It is small but still really good
I have used the micro variant primarily with perplexica and I must say it is really good for summation and for answering further questions, especially when it comes to these tasks in my testing it has outclassed instruct models that are 2-3 times its size.
You are not alone. It blew my mind at how good it is per billion parameters. As an example, I can’t think of another model that will give you working code at 4B or less. I havent tried it on agentic tasks but that would be interesting
Havent heard of it till this post, what about it impressed you over something like llama, mistral, qwen?
for anyone who wants more info its a 7b Mixture of Experts model released under apache 2.0!
" Granite-4-Tiny-Preview is a 7B parameter fine-grained hybrid mixture-of-experts (MoE) instruct model fine-tuned from Granite-4.0-Tiny-Base-Preview using a combination of open source instruction datasets with permissive license and internally collected synthetic datasets tailored for solving long context problems. This model is developed using a diverse set of techniques with a structured chat format, including supervised fine-tuning, and model alignment using reinforcement learning."
Supported Languages: English, German, Spanish, French, Japanese, Portuguese, Arabic, Czech, Italian, Korean, Dutch, and Chinese.

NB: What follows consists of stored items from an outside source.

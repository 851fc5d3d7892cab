//! HTTP transport used for page and icon fetches.
//!
//! Plain GET requests, no browser. Follows redirects with a cookie store
//! so redirect-and-cookie gates still resolve, applies a per-request
//! timeout, and retries on 5xx with backoff on 429.

use std::time::Duration;

use anyhow::{bail, Result};
use async_trait::async_trait;

use crate::config::FinderConfig;

/// Maximum number of redirects followed per request.
const MAX_REDIRECTS: usize = 10;

/// Base delay before the first retry; doubles on every further attempt.
const BACKOFF_BASE_MS: u64 = 500;
/// Upper bound on a single retry delay.
const MAX_BACKOFF_MS: u64 = 30_000;

/// Response from an HTTP GET request.
#[derive(Debug, Clone)]
pub struct HttpResponse {
    /// Final URL after redirects.
    pub final_url: String,
    /// HTTP status code.
    pub status: u16,
    /// Content-Type header.
    pub content_type: Option<String>,
    /// Raw response body.
    pub body: Vec<u8>,
}

impl HttpResponse {
    pub fn is_success(&self) -> bool {
        (200..300).contains(&self.status)
    }

    /// Whether the Content-Type header names an HTML document.
    ///
    /// A missing header counts as HTML.
    pub fn is_html(&self) -> bool {
        self.content_type.as_deref().map_or(true, |ct| {
            let mime = ct.split(';').next().unwrap_or_default().trim();
            mime.eq_ignore_ascii_case("text/html") || mime.eq_ignore_ascii_case("application/xhtml+xml")
        })
    }
}

/// A pluggable GET-only HTTP transport.
///
/// Implementations must follow redirects, keep cookies across a redirect
/// chain, and bound every request by a timeout. The transport is shared
/// read-only across lookups.
#[async_trait]
pub trait Transport: Send + Sync {
    async fn get(&self, url: &str) -> Result<HttpResponse>;
}

/// Default [`Transport`] backed by `reqwest`.
#[derive(Clone)]
pub struct HttpClient {
    client: reqwest::Client,
    timeout: Duration,
    max_retries: u32,
    max_body_bytes: usize,
}

impl HttpClient {
    /// Build a client from a finder configuration.
    pub fn new(config: &FinderConfig) -> Result<Self> {
        let timeout = Duration::from_millis(config.timeout_ms);
        let client = reqwest::Client::builder()
            .timeout(timeout)
            .redirect(reqwest::redirect::Policy::limited(MAX_REDIRECTS))
            .cookie_store(true)
            .user_agent(config.user_agent.as_str())
            .build()?;

        Ok(Self {
            client,
            timeout,
            max_retries: config.max_retries,
            max_body_bytes: config.max_body_bytes,
        })
    }

    async fn read_body(&self, mut resp: reqwest::Response) -> Result<Vec<u8>> {
        if let Some(len) = resp.content_length() {
            if len as usize > self.max_body_bytes {
                bail!("response body of {len} bytes exceeds {} bytes", self.max_body_bytes);
            }
        }

        let mut body = Vec::new();
        while let Some(chunk) = resp.chunk().await? {
            if body.len() + chunk.len() > self.max_body_bytes {
                bail!("response body exceeds {} bytes", self.max_body_bytes);
            }
            body.extend_from_slice(&chunk);
        }
        Ok(body)
    }
}

/// Exponential backoff for the `attempt`-th retry, starting at 1.
fn backoff_delay(attempt: u32) -> Duration {
    let factor = 2u64.saturating_pow(attempt.saturating_sub(1));
    Duration::from_millis(BACKOFF_BASE_MS.saturating_mul(factor).min(MAX_BACKOFF_MS))
}

#[async_trait]
impl Transport for HttpClient {
    async fn get(&self, url: &str) -> Result<HttpResponse> {
        let mut retries = 0u32;

        loop {
            let resp = self.client.get(url).timeout(self.timeout).send().await;

            match resp {
                Ok(r) => {
                    let status = r.status().as_u16();

                    // Retry on 5xx
                    if status >= 500 && retries < self.max_retries {
                        retries += 1;
                        let delay = backoff_delay(retries);
                        tracing::debug!(url, status, retries, "retrying after server error");
                        tokio::time::sleep(delay).await;
                        continue;
                    }

                    // Backoff on 429
                    if status == 429 && retries < self.max_retries {
                        retries += 1;
                        let retry_after = r
                            .headers()
                            .get("retry-after")
                            .and_then(|v| v.to_str().ok())
                            .and_then(|s| s.parse::<u64>().ok())
                            .unwrap_or(2);
                        tokio::time::sleep(Duration::from_secs(retry_after.min(10))).await;
                        continue;
                    }

                    let final_url = r.url().to_string();
                    let content_type = r
                        .headers()
                        .get("content-type")
                        .and_then(|v| v.to_str().ok())
                        .map(|s| s.to_string());
                    let body = self.read_body(r).await?;

                    return Ok(HttpResponse {
                        final_url,
                        status,
                        content_type,
                        body,
                    });
                }
                Err(e) => {
                    // Timeouts are final; anything else gets the same retry budget.
                    if !e.is_timeout() && retries < self.max_retries {
                        retries += 1;
                        let delay = backoff_delay(retries);
                        tokio::time::sleep(delay).await;
                        continue;
                    }
                    return Err(e.into());
                }
            }
        }
    }
}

However, users may fine-tune this Granite model for languages beyond these 12 languages.
Intended Use: This model is designed to handle general instruction-following tasks and can be integrated into AI assistants across various domains, including business applications.
Capabilities
Thinking Summarization Text classification Text extraction Question-answering Retrieval Augmented Generation (RAG) Code related tasks Function-calling tasks Multilingual dialog use cases Long-context tasks including long document/meeting summarization, long document QA, etc.there’s also a “small” and “micro” variant, which are 32b a6b MoE and 3b dense models respectively
granite4:micro-h should be able to run on machines with 4GB RAM
You can run Qwen3 4b thinking at q4 quantization at 2.5GB, which is probably a better model too
Do you mean IBM Granite 4?
Good catch